For younger kids in Florida, daily activity is a required part of their school day. Elementary school students are required to get 150 minutes of physical education per week. The only other subject that has such a required time allotment for young students is reading. And middle school students are required to take one semester of physical education per year.

But high school students operate on a credit system, which they can fulfill by taking an online physical education course offered by a virtual school.

As explained by a state education spokesperson, most school districts either work with their own virtual franchise or contract with a state-approved virtual provider. While online schools are legally required to teach the same material as in-person gym classes and assess their students, it is entirely up to these private entities to ensure the kids are actually doing the work.

Are kids really doing the jumping jacks they tell virtual instructors they’re doing? Hard to say.

The state doesn’t keep even track how many kids opt for virtual phys ed vs. the kind the requires you show up in school gym or on the field.

Florida Department of Education spokesperson Cheryl Etters said in an email that school districts do not report the data to the state. Jayne Greenberg, director of physical education for Miami-Dade county public schools, said that the district doesn’t track online enrollment numbers, leaving that to the virtual schools. She said that more than 87,500 Miami-Dade students take in-person physical classes. There are more than 355,000 kids in public schools in Miami-Dade, with 64,000 of those in charter schools.

Greenberg said the online phys ed serves the needs students who want the flexibility to fit more academic options into their schedule: AP classes, additional math or science classes, and classes for various magnet programs.

Miami-Dade has made efforts to make its real world phys ed classes more enticing, adding a variety of options more fun than jumping jacks.

There is a learn to swim program for middle schoolers and up that includes a water sports component such as sailing, kayaking or snorkeling. There is a new “geocaching” unit for middle schoolers that resembles a scavenger hunt in public parks with various fitness challenges along the way. There are “wellness centers” in all but three middle- and high-schools that have a mix of traditional fitness equipment like treadmills and outside-the-box offerings like Dance Dance Revolution.

Outside of schools, parents can play an active role in motivating their kids to stay active, said Dr. Brandon Korman, head of neuropsychology at Nicklaus Children’s Hospital in Miami.
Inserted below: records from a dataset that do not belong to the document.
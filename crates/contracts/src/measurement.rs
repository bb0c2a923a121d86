//! Measurement - one timestamped scalar sample.

use serde::{Deserialize, Serialize};
use std::fmt;
use std::ops::{BitAnd, BitOr, BitOrAssign};

use crate::{MeasurementKey, Ticks};

/// Quality flags attached to a measurement.
///
/// Bit layout follows the state flags used by phasor data concentrators.
/// Flags in [`MeasurementStateFlags::ERROR_MASK`] mark a value as bad, flags
/// in [`MeasurementStateFlags::WARNING_MASK`] mark it as suspect.
#[derive(Debug, Clone, Copy, Default, PartialEq, Eq, Hash, Serialize, Deserialize)]
#[serde(transparent)]
pub struct MeasurementStateFlags(u32);

impl MeasurementStateFlags {
    pub const NORMAL: Self = Self(0);
    pub const BAD_DATA: Self = Self(1 << 0);
    pub const SUSPECT_DATA: Self = Self(1 << 1);
    pub const OVER_RANGE_ERROR: Self = Self(1 << 2);
    pub const UNDER_RANGE_ERROR: Self = Self(1 << 3);
    pub const ALARM_HIGH: Self = Self(1 << 4);
    pub const ALARM_LOW: Self = Self(1 << 5);
    pub const WARNING_HIGH: Self = Self(1 << 6);
    pub const WARNING_LOW: Self = Self(1 << 7);
    pub const FLATLINE_ALARM: Self = Self(1 << 8);
    pub const COMPARISON_ALARM: Self = Self(1 << 9);
    pub const ROC_ALARM: Self = Self(1 << 10);
    pub const RECEIVED_AS_BAD: Self = Self(1 << 11);
    pub const CALCULATED_VALUE: Self = Self(1 << 12);
    pub const CALCULATION_ERROR: Self = Self(1 << 13);
    pub const CALCULATION_WARNING: Self = Self(1 << 14);
    pub const BAD_TIME: Self = Self(1 << 16);
    pub const SUSPECT_TIME: Self = Self(1 << 17);
    pub const LATE_TIME_ALARM: Self = Self(1 << 18);
    pub const FUTURE_TIME_ALARM: Self = Self(1 << 19);
    pub const UP_SAMPLED: Self = Self(1 << 20);
    pub const DOWN_SAMPLED: Self = Self(1 << 21);
    pub const DISCARDED_VALUE: Self = Self(1 << 22);

    /// Flags that mark a value or its time as bad.
    pub const ERROR_MASK: Self = Self(
        Self::BAD_DATA.0
            | Self::OVER_RANGE_ERROR.0
            | Self::UNDER_RANGE_ERROR.0
            | Self::ALARM_HIGH.0
            | Self::ALARM_LOW.0
            | Self::FLATLINE_ALARM.0
            | Self::COMPARISON_ALARM.0
            | Self::ROC_ALARM.0
            | Self::RECEIVED_AS_BAD.0
            | Self::CALCULATION_ERROR.0
            | Self::BAD_TIME.0
            | Self::LATE_TIME_ALARM.0
            | Self::FUTURE_TIME_ALARM.0,
    );

    /// Flags that mark a value or its time as suspect.
    pub const WARNING_MASK: Self = Self(
        Self::SUSPECT_DATA.0
            | Self::WARNING_HIGH.0
            | Self::WARNING_LOW.0
            | Self::CALCULATION_WARNING.0
            | Self::SUSPECT_TIME.0,
    );

    #[inline]
    pub const fn from_bits(bits: u32) -> Self {
        Self(bits)
    }

    #[inline]
    pub const fn bits(self) -> u32 {
        self.0
    }

    #[inline]
    pub const fn is_empty(self) -> bool {
        self.0 == 0
    }

    /// True when every bit of `other` is set.
    #[inline]
    pub const fn contains(self, other: Self) -> bool {
        self.0 & other.0 == other.0
    }

    /// True when any bit of `other` is set.
    #[inline]
    pub const fn intersects(self, other: Self) -> bool {
        self.0 & other.0 != 0
    }

    #[inline]
    pub fn insert(&mut self, other: Self) {
        self.0 |= other.0;
    }

    #[inline]
    pub fn remove(&mut self, other: Self) {
        self.0 &= !other.0;
    }

    /// Number of error bits set.
    #[inline]
    pub const fn error_count(self) -> u32 {
        (self.0 & Self::ERROR_MASK.0).count_ones()
    }

    /// Number of warning bits set.
    #[inline]
    pub const fn warning_count(self) -> u32 {
        (self.0 & Self::WARNING_MASK.0).count_ones()
    }

    /// Timestamp is usable (bad-time bit clear).
    #[inline]
    pub const fn timestamp_is_good(self) -> bool {
        !self.intersects(Self::BAD_TIME)
    }
}

impl BitOr for MeasurementStateFlags {
    type Output = Self;

    fn bitor(self, rhs: Self) -> Self {
        Self(self.0 | rhs.0)
    }
}

impl BitOrAssign for MeasurementStateFlags {
    fn bitor_assign(&mut self, rhs: Self) {
        self.0 |= rhs.0;
    }
}

impl BitAnd for MeasurementStateFlags {
    type Output = Self;

    fn bitand(self, rhs: Self) -> Self {
        Self(self.0 & rhs.0)
    }
}

impl fmt::Display for MeasurementStateFlags {
    fn fmt(&self, f: &mut fmt::Formatter<'_>) -> fmt::Result {
        write!(f, "0x{:08X}", self.0)
    }
}

/// A single timestamped sample.
///
/// The concentrator never changes `key`; it only copies measurements into
/// frames and, when tracking is enabled, stamps `published_timestamp`.
#[derive(Debug, Clone, PartialEq, Serialize, Deserialize)]
pub struct Measurement {
    /// Signal identity
    pub key: MeasurementKey,

    /// Sample value
    pub value: f64,

    /// Source timestamp (ticks)
    pub timestamp: Ticks,

    /// Quality flags
    #[serde(default)]
    pub state_flags: MeasurementStateFlags,

    /// Local clock time the measurement was received (ticks, 0 = unknown)
    #[serde(default)]
    pub received_timestamp: Ticks,

    /// Local clock time the containing frame was published (ticks, 0 = not published)
    #[serde(default)]
    pub published_timestamp: Ticks,
}

impl Measurement {
    /// Create a measurement with normal quality and no receive/publish stamps.
    pub fn new(key: MeasurementKey, value: f64, timestamp: Ticks) -> Self {
        Self {
            key,
            value,
            timestamp,
            state_flags: MeasurementStateFlags::NORMAL,
            received_timestamp: 0,
            published_timestamp: 0,
        }
    }

    /// Builder-style state flag assignment.
    pub fn with_flags(mut self, flags: MeasurementStateFlags) -> Self {
        self.state_flags = flags;
        self
    }

    /// Builder-style receive stamp.
    pub fn with_received_timestamp(mut self, received: Ticks) -> Self {
        self.received_timestamp = received;
        self
    }

    /// Device did not report the timestamp as bad.
    #[inline]
    pub fn timestamp_is_good(&self) -> bool {
        self.state_flags.timestamp_is_good()
    }
}

impl fmt::Display for Measurement {
    fn fmt(&self, f: &mut fmt::Formatter<'_>) -> fmt::Result {
        write!(f, "{} = {}", self.key, self.value)
    }
}

#[cfg(test)]
mod tests {
    use super::*;

    #[test]
    fn test_flag_counts() {
        let flags = MeasurementStateFlags::BAD_DATA
            | MeasurementStateFlags::ALARM_HIGH
            | MeasurementStateFlags::SUSPECT_DATA;
        assert_eq!(flags.error_count(), 2);
        assert_eq!(flags.warning_count(), 1);
        assert!(flags.contains(MeasurementStateFlags::BAD_DATA));
        assert!(!flags.contains(MeasurementStateFlags::BAD_TIME));
    }

    #[test]
    fn test_timestamp_quality() {
        let mut m = Measurement::new("DEV:1".parse().unwrap(), 1.0, 0);
        assert!(m.timestamp_is_good());

        m.state_flags.insert(MeasurementStateFlags::BAD_TIME);
        assert!(!m.timestamp_is_good());

        m.state_flags.remove(MeasurementStateFlags::BAD_TIME);
        assert!(m.timestamp_is_good());
    }

    #[test]
    fn test_flags_serialize_as_bits() {
        let flags = MeasurementStateFlags::BAD_TIME;
        let json = serde_json::to_string(&flags).unwrap();
        assert_eq!(json, (1u32 << 16).to_string());
    }
}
“Don’t think of exercise as punitive,” he said. “It has to be something fun. Let kids choose what they’re interested in.”
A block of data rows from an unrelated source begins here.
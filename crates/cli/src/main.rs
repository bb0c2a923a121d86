//! # Concentrator CLI
//!
//! Command-line entry point.
//!
//! Provides:
//! - Configuration loading and validation
//! - Pipeline orchestration and lifecycle management
//! - Graceful shutdown handling

mod cli;
mod commands;
mod error;
mod pipeline;

use anyhow::Result;
use clap::Parser;
use tracing::info;

use cli::{Cli, Commands};
use commands::{run_info, run_pipeline, run_validate};

#[tokio::main]
async fn main() -> Result<()> {
    // Load .env file if present
    dotenvy::dotenv().ok();

    let cli = Cli::parse();

    init_logging(&cli)?;

    info!(version = env!("CARGO_PKG_VERSION"), "Concentrator CLI starting");

    let result = match &cli.command {
        Commands::Run(args) => run_pipeline(args).await,
        Commands::Validate(args) => run_validate(args),
        Commands::Info(args) => run_info(args),
    };

    if let Err(ref e) = result {
        tracing::error!(error = %e, "Command failed");
    }

    result
}

/// Tracing only; the Prometheus endpoint is installed by `run` when requested.
fn init_logging(cli: &Cli) -> Result<()> {
    let (default_log_level, respect_env) = if cli.quiet {
        ("warn", false)
    } else {
        let level = match cli.verbose {
            0 => "info",
            1 => "debug",
            _ => "trace",
        };
        (level, true)
    };

    observability::init_with_config(observability::ObservabilityConfig {
        log_format: cli.log_format.into(),
        metrics_port: None,
        default_log_level: default_log_level.to_string(),
        respect_env,
    })
}
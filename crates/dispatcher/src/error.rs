//! Dispatcher error types

use thiserror::Error;

/// Dispatcher-specific errors
#[derive(Debug, Error)]
pub enum DispatcherError {
    /// Sink creation error
    #[error("failed to create sink '{name}': {message}")]
    SinkCreation { name: String, message: String },

    /// Queue full, frame dropped
    #[error("queue full for sink '{sink_name}', frame #{sequence} dropped")]
    QueueFull { sink_name: String, sequence: u64 },

    /// Sink has shut down
    #[error("sink '{sink_name}' is closed")]
    SinkClosed { sink_name: String },

    /// Sink write error (from contract)
    #[error("sink error: {0}")]
    Contract(#[from] contracts::ContractError),

    /// IO error
    #[error("io error: {0}")]
    Io(#[from] std::io::Error),
}

impl DispatcherError {
    /// Create a sink creation error
    pub fn sink_creation(name: impl Into<String>, message: impl Into<String>) -> Self {
        Self::SinkCreation {
            name: name.into(),
            message: message.into(),
        }
    }
}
Parents should keep in mind what motivates their child. Do they like to be part of a team? Do they prefer something solo like martial arts? Do they love spending outdoors time with the family pet?

“It doesn’t have to be intensive,” he adds. “Moderate exercise is better [than extreme exertion] for reducing stress.”

There are some challenges for South Florida kids. Brown points to development that has encouraged cars and discouraged walking and biking. Then there is the more universal obstacle of the internet, which begins to consume more and more as child ages into a teenager, a factor that probably contributes to Miami-Dade’s childhood obesity rate of 30 percent. Parents also have increased safety concerns, no longer as likely to tell kids to go play outside.

Korman said that in the past five years or so, he has seen a large increase in the number of children coming to his practice who lead mostly sedentary lives. For kids who already struggle with stress, that can add to the problems.

“Some children are more predisposed to anxiety than others,” he says. “Exercise allows them to disconnect for a bit.”

Play time help

One local, affordable exercise option for kids: The Miami-Dade Parks Department’s “Fit 2 Play” program, which offers after-school fitness programming and homework help. Financial aid is available for qualifying families.